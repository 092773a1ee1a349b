//! MCTS tree node representation.
//!
//! Each node holds one canonical game state (the player to move is always
//! `Player::One`). Statistics live on the outgoing edges: `N(s,a)`, `W(s,a)`
//! and the prior `P(s,a)`, all from the point of view of the player to move
//! at the node. Child nodes are created lazily the first time an edge is
//! traversed.

/// Index into the node arena. Using a newtype for type safety.
#[derive(Debug, Clone, Copy, PartialEq, Eq, Hash)]
pub struct NodeId(pub u32);

impl NodeId {
    pub const NONE: NodeId = NodeId(u32::MAX);

    pub fn is_none(self) -> bool {
        self == Self::NONE
    }

    pub fn is_some(self) -> bool {
        !self.is_none()
    }
}

/// An outgoing edge `(s, a)`.
#[derive(Debug, Clone)]
pub struct Edge {
    /// Action index in the node's canonical frame
    pub action: usize,

    /// Prior probability P(s,a) from the evaluator
    pub prior: f32,

    /// N(s,a)
    pub visit_count: u32,

    /// W(s,a), from the perspective of the player to move at `s`
    pub value_sum: f32,

    /// Child node, `NONE` until the edge is first traversed
    pub child: NodeId,
}

impl Edge {
    pub fn new(action: usize, prior: f32) -> Self {
        Self {
            action,
            prior,
            visit_count: 0,
            value_sum: 0.0,
            child: NodeId::NONE,
        }
    }

    /// Q(s,a) = W(s,a) / N(s,a), or 0.0 if never visited.
    #[inline]
    pub fn mean_value(&self) -> f32 {
        if self.visit_count == 0 {
            0.0
        } else {
            self.value_sum / self.visit_count as f32
        }
    }

    /// PUCT score Q(s,a) + U(s,a) with
    /// `U = c_puct * P(s,a) * sqrt(N(s) + 1e-8) / (1 + N(s,a))`.
    ///
    /// Takes the pre-computed `sqrt(N(s) + 1e-8)` so it is computed once per
    /// selection rather than once per edge.
    #[inline]
    pub fn puct_score(&self, parent_visits_sqrt: f32, c_puct: f32) -> f32 {
        let u = c_puct * self.prior * parent_visits_sqrt / (1.0 + self.visit_count as f32);
        self.mean_value() + u
    }
}

/// A node in the MCTS tree.
#[derive(Debug, Clone)]
pub struct MctsNode<S, F> {
    /// Canonical game state at this node
    pub state: S,

    /// Transposition key of `state`
    pub fingerprint: F,

    /// N(s): number of simulations that passed through this node
    pub visit_count: u32,

    /// Whether this is a terminal state (game over)
    pub is_terminal: bool,

    /// Exact outcome for the player to move (only valid if is_terminal)
    pub terminal_value: f32,

    /// Whether the evaluator has been queried and edges created
    pub is_expanded: bool,

    /// One edge per legal action, in ascending action order
    pub edges: Vec<Edge>,
}

impl<S, F> MctsNode<S, F> {
    pub fn new(state: S, fingerprint: F) -> Self {
        Self {
            state,
            fingerprint,
            visit_count: 0,
            is_terminal: false,
            terminal_value: 0.0,
            is_expanded: false,
            edges: Vec::new(),
        }
    }

    pub fn new_terminal(state: S, fingerprint: F, terminal_value: f32) -> Self {
        Self {
            is_terminal: true,
            terminal_value,
            ..Self::new(state, fingerprint)
        }
    }

    /// Check if this is a leaf node (not expanded or terminal).
    #[inline]
    pub fn is_leaf(&self) -> bool {
        self.is_terminal || !self.is_expanded
    }

    /// Mean value over all edges, from the perspective of the player to move.
    pub fn mean_value(&self) -> f32 {
        let (visits, value) = self
            .edges
            .iter()
            .fold((0u32, 0.0f32), |(n, w), e| (n + e.visit_count, w + e.value_sum));
        if visits == 0 {
            0.0
        } else {
            value / visits as f32
        }
    }

    /// Get the most visited edge, lowest action first on ties.
    pub fn best_edge_by_visits(&self) -> Option<&Edge> {
        self.edges
            .iter()
            .rev()
            .max_by_key(|edge| edge.visit_count)
    }
}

● **Work task**:
Every line containing the string "NodeId" is required; copy each such line from the data.

● **Output for this exercise**:
pub struct NodeId(pub u32);
impl NodeId {
    pub const NONE: NodeId = NodeId(u32::MAX);
    pub child: NodeId,
            child: NodeId::NONE,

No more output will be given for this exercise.